## Task item
Where does the word "clone" show up in the records? Copy every line that has it.
+ + +
#[cfg(test)]
mod tests {
    use super::*;

    fn config(quota: u64) -> BudgetConfig {
        BudgetConfig {
            max_input_tokens: 1_000,
            max_output_tokens: 100,
            daily_token_quota: quota,
            ..BudgetConfig::default()
        }
    }

    fn fixed_day(y: i32, m: u32, d: u32) -> Clock {
        let day = NaiveDate::from_ymd_opt(y, m, d).unwrap();
        Arc::new(move || day)
    }

    #[test]
    fn test_per_call_ceiling_rejects_without_reserving() {
        let guard = BudgetGuard::new(config(10_000));
        let err = guard.check_and_reserve(1_001).unwrap_err();
        assert_eq!(
            err,
            BudgetExceeded::PerCallCeiling {
                estimated: 1_001,
                limit: 1_000
            }
        );
        assert_eq!(guard.snapshot().reserved_tokens, 0);
    }

    #[test]
    fn test_reserve_holds_worst_case() {
        let guard = BudgetGuard::new(config(10_000));
        let reservation = guard.check_and_reserve(400).unwrap();
        assert_eq!(reservation.reserved_tokens(), 500);
        assert_eq!(guard.snapshot().reserved_tokens, 500);
        reservation.release();
        assert_eq!(guard.snapshot().reserved_tokens, 0);
    }

    #[test]
    fn test_commit_replaces_reservation_with_actual_usage() {
        let guard = BudgetGuard::new(config(10_000));
        let reservation = guard.check_and_reserve(400).unwrap();
        reservation.commit(&TokenUsage::new(380, 42), 0.0);
        let snap = guard.snapshot();
        assert_eq!(snap.reserved_tokens, 0);
        assert_eq!(snap.used_tokens, 422);
        assert_eq!(snap.calls, 1);
        assert_eq!(snap.remaining_tokens(), 10_000 - 422);
    }

    #[test]
    fn test_dropped_reservation_is_released() {
        let guard = BudgetGuard::new(config(10_000));
        {
            let _reservation = guard.check_and_reserve(400).unwrap();
            assert_eq!(guard.snapshot().reserved_tokens, 500);
        }
        let snap = guard.snapshot();
        assert_eq!(snap.reserved_tokens, 0);
        assert_eq!(snap.used_tokens, 0);
    }

    #[test]
    fn test_quota_counts_in_flight_reservations() {
        let guard = BudgetGuard::new(config(1_000));
        let first = guard.check_and_reserve(400).unwrap();
        let err = guard.check_and_reserve(450).unwrap_err();
        assert!(matches!(
            err,
            BudgetExceeded::DailyQuota {
                reserved: 500,
                requested: 550,
                ..
            }
        ));
        first.release();
        assert!(guard.check_and_reserve(450).is_ok());
    }

    #[test]
    fn test_exhausted_quota_rejects_everything() {
        let guard = BudgetGuard::new(config(1_000));
        guard.commit(&TokenUsage::new(900, 100), 0.0);
        assert!(matches!(
            guard.check_and_reserve(1),
            Err(BudgetExceeded::DailyQuota { used: 1_000, .. })
        ));
    }

    #[test]
    fn test_cost_alerts_do_not_block() {
        let mut cfg = config(100_000);
        cfg.cost_alert_usd = Some(0.5);
        cfg.single_call_cost_alert_usd = Some(0.3);
        let guard = BudgetGuard::new(cfg);

        let outcome = guard
            .check_and_reserve(10)
            .unwrap()
            .commit(&TokenUsage::new(10, 10), 0.2);
        assert!(!outcome.cost_alert);
        assert!(!outcome.single_call_alert);

        let outcome = guard
            .check_and_reserve(10)
            .unwrap()
            .commit(&TokenUsage::new(10, 10), 0.4);
        assert!(outcome.cost_alert);
        assert!(outcome.single_call_alert);

        assert!(guard.check_and_reserve(10).is_ok());
    }

    #[test]
    fn test_pricing_cost() {
        let pricing = Pricing {
            input_per_mtokens: 2.0,
            output_per_mtokens: 8.0,
        };
        let cost = pricing.cost_usd(&TokenUsage::new(1_000_000, 500_000));
        assert!((cost - 6.0).abs() < 1e-9);
        assert!(Pricing::default().is_zero());
    }

    #[test]
    fn test_window_rolls_over_at_day_change() {
        let day = Arc::new(Mutex::new(NaiveDate::from_ymd_opt(2026, 10, 16).unwrap()));
        let clock_day = Arc::clone(&day);
        let guard = BudgetGuard::new(config(1_000))
            .with_clock(Arc::new(move || *clock_day.lock().unwrap()));

        guard.commit(&TokenUsage::new(900, 100), 0.0);
        assert!(guard.check_and_reserve(1).is_err());

        *day.lock().unwrap() = NaiveDate::from_ymd_opt(2026, 10, 17).unwrap();
        let snap = guard.snapshot();
        assert_eq!(snap.used_tokens, 0);
        assert!(guard.check_and_reserve(1).is_ok());
    }

    #[test]
    fn test_ledger_reload_same_day() {
        let dir = tempfile::tempdir().unwrap();
        let path = dir.path().join("usage.json");

        let first = BudgetGuard::with_ledger(config(10_000), &path)
            .with_clock(fixed_day(2026, 10, 16));
        first
            .check_and_reserve(100)
            .unwrap()
            .commit(&TokenUsage::new(100, 50), 0.01);

        let second = BudgetGuard::with_ledger(config(10_000), &path)
            .with_clock(fixed_day(2026, 10, 16));
        let snap = second.snapshot();
        assert_eq!(snap.used_tokens, 150);
        assert_eq!(snap.calls, 1);
        assert!((snap.cost_usd - 0.01).abs() < 1e-12);
    }

    #[test]
    fn test_ledger_ignored_for_other_day() {
        let dir = tempfile::tempdir().unwrap();
        let path = dir.path().join("usage.json");

        let first = BudgetGuard::with_ledger(config(10_000), &path)
            .with_clock(fixed_day(2026, 10, 15));
        first.commit(&TokenUsage::new(700, 300), 0.0);

        let second = BudgetGuard::with_ledger(config(10_000), &path)
            .with_clock(fixed_day(2026, 10, 16));
        assert_eq!(second.snapshot().used_tokens, 0);

        let ledger = UsageLedger::load(&path).unwrap();
        assert_eq!(
            ledger
                .day(NaiveDate::from_ymd_opt(2026, 10, 15).unwrap())
                .unwrap()
                .tokens,
            1_000
        );
    }

    #[test]
    fn test_ledger_write_does_not_hold_counters() {
        let dir = tempfile::tempdir().unwrap();
        let path = dir.path().join("usage.json");
        let guard = Arc::new(
            BudgetGuard::with_ledger(config(10_000), &path).with_clock(fixed_day(2026, 10, 16)),
        );

        // Stall the ledger writer; the committing thread parks in flush.
        let writer = guard.written.lock().unwrap();
        let committer = {
            let guard = Arc::clone(&guard);
            std::thread::spawn(move || guard.commit(&TokenUsage::new(60, 40), 0.0))
        };
        while guard.snapshot().calls == 0 {
            std::thread::yield_now();
        }
        let reservation = guard.check_and_reserve(100).unwrap();
        assert_eq!(guard.snapshot().used_tokens, 100);
        reservation.release();
        drop(writer);
        committer.join().unwrap();

        let day = UsageLedger::load(&path)
            .unwrap()
            .day(NaiveDate::from_ymd_opt(2026, 10, 16).unwrap())
            .unwrap();
        assert_eq!(day.tokens, 100);
        assert_eq!(day.calls, 1);
    }

    #[test]
    fn test_stale_ledger_snapshot_is_skipped() {
        let dir = tempfile::tempdir().unwrap();
        let path = dir.path().join("usage.json");
        let guard = BudgetGuard::with_ledger(config(10_000), &path);
        let day = NaiveDate::from_ymd_opt(2026, 10, 16).unwrap();
        let usage = |tokens| DayUsage {
            tokens,
            cost_usd: 0.0,
            calls: 1,
        };

        guard.flush(day, 2, usage(200));
        guard.flush(day, 1, usage(100));
        let ledger = UsageLedger::load(&path).unwrap();
        assert_eq!(ledger.day(day).unwrap().tokens, 200);
    }

    #[test]
    fn test_config_validate() {
        assert!(BudgetConfig::default().validate().is_ok());
        let bad = BudgetConfig {
            daily_token_quota: 0,
            ..BudgetConfig::default()
        };
        assert!(bad.validate().is_err());
        let bad = BudgetConfig {
            cost_alert_usd: Some(-1.0),
            ..BudgetConfig::default()
        };
        assert!(bad.validate().is_err());
    }
}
+ + +
## Answer to the problem
        let clock_day = Arc::clone(&day);
            let guard = Arc::clone(&guard);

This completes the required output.